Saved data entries
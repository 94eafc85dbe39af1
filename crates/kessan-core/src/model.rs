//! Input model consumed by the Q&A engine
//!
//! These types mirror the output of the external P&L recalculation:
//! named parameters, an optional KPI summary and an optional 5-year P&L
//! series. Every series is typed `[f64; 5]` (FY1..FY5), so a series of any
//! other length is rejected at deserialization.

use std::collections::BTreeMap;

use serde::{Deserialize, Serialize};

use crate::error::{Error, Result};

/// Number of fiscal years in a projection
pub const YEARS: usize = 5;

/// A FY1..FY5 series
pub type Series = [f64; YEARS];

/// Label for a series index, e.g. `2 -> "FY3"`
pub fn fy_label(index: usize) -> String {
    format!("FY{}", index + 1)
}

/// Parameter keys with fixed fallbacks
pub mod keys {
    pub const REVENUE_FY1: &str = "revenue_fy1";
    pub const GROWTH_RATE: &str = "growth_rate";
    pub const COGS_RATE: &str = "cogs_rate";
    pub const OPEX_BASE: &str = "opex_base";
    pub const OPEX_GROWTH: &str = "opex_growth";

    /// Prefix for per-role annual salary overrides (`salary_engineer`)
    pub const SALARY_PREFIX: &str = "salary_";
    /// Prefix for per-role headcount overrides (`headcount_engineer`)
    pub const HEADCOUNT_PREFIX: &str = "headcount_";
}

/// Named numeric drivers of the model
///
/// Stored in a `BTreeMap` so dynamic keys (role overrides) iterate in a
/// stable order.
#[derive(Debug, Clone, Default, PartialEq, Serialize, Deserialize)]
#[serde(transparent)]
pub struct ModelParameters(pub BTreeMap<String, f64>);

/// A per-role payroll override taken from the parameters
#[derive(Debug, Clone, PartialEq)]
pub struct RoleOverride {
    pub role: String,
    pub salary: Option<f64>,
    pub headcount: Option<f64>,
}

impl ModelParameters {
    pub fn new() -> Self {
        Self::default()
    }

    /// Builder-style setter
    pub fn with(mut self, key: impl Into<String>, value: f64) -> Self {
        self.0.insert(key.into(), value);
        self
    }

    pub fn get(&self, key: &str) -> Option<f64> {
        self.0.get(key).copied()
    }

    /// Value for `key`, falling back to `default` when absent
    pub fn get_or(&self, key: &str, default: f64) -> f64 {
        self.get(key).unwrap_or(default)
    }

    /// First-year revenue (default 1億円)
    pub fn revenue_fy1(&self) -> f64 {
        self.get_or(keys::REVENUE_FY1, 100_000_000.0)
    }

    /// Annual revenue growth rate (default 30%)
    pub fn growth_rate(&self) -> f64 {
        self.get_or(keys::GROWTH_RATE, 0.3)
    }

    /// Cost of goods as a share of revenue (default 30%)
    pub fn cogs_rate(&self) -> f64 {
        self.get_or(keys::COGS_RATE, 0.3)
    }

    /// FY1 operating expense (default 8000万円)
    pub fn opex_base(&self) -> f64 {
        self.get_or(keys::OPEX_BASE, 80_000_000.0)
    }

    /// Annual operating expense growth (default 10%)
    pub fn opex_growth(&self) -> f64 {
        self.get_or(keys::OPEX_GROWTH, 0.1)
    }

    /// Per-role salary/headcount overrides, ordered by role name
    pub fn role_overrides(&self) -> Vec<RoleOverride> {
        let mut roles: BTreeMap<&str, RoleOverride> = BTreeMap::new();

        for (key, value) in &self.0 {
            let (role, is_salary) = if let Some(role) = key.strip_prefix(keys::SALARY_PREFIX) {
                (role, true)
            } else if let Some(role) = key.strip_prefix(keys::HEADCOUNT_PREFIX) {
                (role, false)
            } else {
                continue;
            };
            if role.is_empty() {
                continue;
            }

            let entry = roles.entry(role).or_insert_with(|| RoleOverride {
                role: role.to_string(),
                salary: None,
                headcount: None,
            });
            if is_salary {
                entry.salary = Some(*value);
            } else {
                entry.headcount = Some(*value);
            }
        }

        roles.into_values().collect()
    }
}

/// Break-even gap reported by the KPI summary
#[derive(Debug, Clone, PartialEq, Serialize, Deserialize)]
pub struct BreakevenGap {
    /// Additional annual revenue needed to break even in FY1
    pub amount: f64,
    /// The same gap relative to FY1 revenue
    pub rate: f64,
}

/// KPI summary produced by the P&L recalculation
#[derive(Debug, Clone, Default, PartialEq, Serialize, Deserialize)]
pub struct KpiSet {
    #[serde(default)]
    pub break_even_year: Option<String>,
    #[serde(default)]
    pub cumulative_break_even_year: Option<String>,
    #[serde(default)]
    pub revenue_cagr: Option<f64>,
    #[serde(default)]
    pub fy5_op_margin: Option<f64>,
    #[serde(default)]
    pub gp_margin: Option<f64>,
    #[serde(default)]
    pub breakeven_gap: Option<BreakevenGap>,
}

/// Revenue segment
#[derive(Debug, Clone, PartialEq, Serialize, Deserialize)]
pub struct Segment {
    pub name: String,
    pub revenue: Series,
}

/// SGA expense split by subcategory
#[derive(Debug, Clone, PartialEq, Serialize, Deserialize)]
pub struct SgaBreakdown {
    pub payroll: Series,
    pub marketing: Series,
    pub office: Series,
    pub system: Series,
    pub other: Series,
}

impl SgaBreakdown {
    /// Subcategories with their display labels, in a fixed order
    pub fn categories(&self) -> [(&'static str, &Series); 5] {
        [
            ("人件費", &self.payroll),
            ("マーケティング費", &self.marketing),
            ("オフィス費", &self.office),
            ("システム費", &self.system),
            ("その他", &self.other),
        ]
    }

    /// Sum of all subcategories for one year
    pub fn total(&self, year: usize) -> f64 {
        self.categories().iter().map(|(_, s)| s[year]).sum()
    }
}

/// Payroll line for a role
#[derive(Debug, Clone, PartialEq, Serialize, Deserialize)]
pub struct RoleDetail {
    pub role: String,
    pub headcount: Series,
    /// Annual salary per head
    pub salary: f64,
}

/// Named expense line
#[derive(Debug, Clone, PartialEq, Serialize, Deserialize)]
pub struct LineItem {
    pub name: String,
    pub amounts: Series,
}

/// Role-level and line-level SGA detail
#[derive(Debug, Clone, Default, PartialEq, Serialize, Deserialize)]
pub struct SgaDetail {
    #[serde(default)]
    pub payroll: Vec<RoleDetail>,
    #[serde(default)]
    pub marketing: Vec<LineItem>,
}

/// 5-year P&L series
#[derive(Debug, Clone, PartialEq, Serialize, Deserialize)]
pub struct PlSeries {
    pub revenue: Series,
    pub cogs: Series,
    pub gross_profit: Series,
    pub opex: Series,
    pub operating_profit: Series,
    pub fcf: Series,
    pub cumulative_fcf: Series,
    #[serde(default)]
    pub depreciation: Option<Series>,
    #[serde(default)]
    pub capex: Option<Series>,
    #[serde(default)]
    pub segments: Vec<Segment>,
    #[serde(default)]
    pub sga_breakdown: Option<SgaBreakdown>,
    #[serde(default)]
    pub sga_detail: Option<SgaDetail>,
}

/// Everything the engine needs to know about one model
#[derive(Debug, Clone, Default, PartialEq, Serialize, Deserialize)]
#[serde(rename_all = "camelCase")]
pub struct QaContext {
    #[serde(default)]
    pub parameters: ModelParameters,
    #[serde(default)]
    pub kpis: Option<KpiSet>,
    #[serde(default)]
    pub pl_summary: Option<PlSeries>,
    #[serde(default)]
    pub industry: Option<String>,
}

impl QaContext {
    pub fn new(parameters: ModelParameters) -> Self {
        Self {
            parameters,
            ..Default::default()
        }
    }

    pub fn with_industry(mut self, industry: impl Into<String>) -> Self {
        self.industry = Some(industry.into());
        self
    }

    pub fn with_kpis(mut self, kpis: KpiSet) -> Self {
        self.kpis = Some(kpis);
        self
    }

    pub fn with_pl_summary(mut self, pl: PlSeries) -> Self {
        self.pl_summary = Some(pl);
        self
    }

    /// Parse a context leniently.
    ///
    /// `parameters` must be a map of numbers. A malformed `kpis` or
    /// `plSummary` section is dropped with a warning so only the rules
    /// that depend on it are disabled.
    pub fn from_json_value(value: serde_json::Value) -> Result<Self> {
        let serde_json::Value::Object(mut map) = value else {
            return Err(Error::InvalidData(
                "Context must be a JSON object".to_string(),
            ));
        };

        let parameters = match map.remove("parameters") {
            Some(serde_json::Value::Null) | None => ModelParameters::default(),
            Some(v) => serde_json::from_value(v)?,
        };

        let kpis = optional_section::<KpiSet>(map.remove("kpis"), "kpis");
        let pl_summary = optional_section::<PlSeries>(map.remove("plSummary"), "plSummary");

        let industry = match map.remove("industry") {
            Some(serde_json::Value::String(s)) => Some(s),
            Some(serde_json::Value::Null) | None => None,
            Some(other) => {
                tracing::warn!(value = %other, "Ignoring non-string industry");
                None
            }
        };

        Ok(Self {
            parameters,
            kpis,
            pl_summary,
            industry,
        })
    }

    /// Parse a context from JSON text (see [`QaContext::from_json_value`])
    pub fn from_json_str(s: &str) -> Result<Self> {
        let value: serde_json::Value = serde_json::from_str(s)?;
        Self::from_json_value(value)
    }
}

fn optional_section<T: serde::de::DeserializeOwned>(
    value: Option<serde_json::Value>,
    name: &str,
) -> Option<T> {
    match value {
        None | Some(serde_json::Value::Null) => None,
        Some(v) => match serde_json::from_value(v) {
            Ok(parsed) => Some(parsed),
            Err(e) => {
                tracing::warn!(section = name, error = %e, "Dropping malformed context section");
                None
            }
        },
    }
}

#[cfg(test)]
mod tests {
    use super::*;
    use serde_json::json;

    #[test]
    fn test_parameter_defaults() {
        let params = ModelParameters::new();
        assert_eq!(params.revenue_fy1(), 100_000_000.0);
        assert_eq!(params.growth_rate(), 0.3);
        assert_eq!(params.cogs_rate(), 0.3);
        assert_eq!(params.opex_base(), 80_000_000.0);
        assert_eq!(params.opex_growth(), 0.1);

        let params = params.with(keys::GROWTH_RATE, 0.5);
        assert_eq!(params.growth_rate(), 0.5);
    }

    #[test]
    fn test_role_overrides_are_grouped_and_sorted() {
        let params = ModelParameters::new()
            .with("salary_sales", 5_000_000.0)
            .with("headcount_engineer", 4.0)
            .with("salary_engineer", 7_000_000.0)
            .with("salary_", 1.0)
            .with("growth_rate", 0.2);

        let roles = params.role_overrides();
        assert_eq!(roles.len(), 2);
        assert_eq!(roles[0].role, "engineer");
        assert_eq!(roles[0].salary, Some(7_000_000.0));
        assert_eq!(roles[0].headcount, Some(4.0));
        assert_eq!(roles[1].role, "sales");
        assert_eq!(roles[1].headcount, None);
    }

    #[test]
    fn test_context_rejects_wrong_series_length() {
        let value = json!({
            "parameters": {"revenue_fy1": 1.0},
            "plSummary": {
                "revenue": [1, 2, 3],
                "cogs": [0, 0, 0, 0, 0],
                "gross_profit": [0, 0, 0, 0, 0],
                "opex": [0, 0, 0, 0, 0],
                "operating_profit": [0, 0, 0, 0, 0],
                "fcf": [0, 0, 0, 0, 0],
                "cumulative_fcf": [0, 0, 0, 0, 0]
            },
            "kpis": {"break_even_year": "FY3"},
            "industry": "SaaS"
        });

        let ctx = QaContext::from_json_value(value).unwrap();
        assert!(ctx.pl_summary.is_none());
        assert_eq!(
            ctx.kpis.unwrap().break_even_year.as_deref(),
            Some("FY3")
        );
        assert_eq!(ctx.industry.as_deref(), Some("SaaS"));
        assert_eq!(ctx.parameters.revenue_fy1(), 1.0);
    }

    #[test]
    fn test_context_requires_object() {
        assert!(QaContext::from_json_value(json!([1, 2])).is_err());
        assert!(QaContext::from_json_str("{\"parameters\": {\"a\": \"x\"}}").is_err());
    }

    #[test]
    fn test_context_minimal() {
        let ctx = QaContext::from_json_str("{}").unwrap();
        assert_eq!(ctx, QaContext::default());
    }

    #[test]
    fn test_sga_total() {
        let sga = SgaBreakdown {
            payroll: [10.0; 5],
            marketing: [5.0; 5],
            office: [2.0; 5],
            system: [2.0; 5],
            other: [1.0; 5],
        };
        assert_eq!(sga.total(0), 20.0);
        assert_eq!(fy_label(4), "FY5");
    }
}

◆ **Task prompt**
Lines with the word "BreakevenGap": copy each one from the data above.

◆ **Result**
pub struct BreakevenGap {
    pub breakeven_gap: Option<BreakevenGap>,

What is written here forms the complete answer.